## TASK TO CARRY OUT
Retype the entries in full, exactly.
————————
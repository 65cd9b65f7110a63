//! Customer attributes captured by the sidebar and assembled into a scoring record.

mod assembler;
pub mod domain;

pub use assembler::{
    customer_fields, CustomerInput, FieldSpec, NumberBounds, WidgetKind, AGE_BOUNDS,
    BALANCE_BOUNDS, CAMPAIGN_BOUNDS, PDAYS_BOUNDS, PREVIOUS_BOUNDS,
};
pub use domain::{
    ClosedSet, ContactChannel, ContactMonth, CustomerRecord, Education, Job, MaritalStatus,
    PreviousOutcome, YesNo, CATEGORICAL_FEATURES, NEVER_CONTACTED, NUMERIC_FEATURES,
};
————————
## ANSWER TO THIS TASK
repository 65cd9b65f7110a63
//! Customer attributes captured by the sidebar and assembled into a scoring record.

mod assembler;
pub mod domain;

pub use assembler::{
    customer_fields, CustomerInput, FieldSpec, NumberBounds, WidgetKind, AGE_BOUNDS,
    BALANCE_BOUNDS, CAMPAIGN_BOUNDS, PDAYS_BOUNDS, PREVIOUS_BOUNDS,
};
pub use domain::{
    ClosedSet, ContactChannel, ContactMonth, CustomerRecord, Education, Job, MaritalStatus,
    PreviousOutcome, YesNo, CATEGORICAL_FEATURES, NEVER_CONTACTED, NUMERIC_FEATURES,
};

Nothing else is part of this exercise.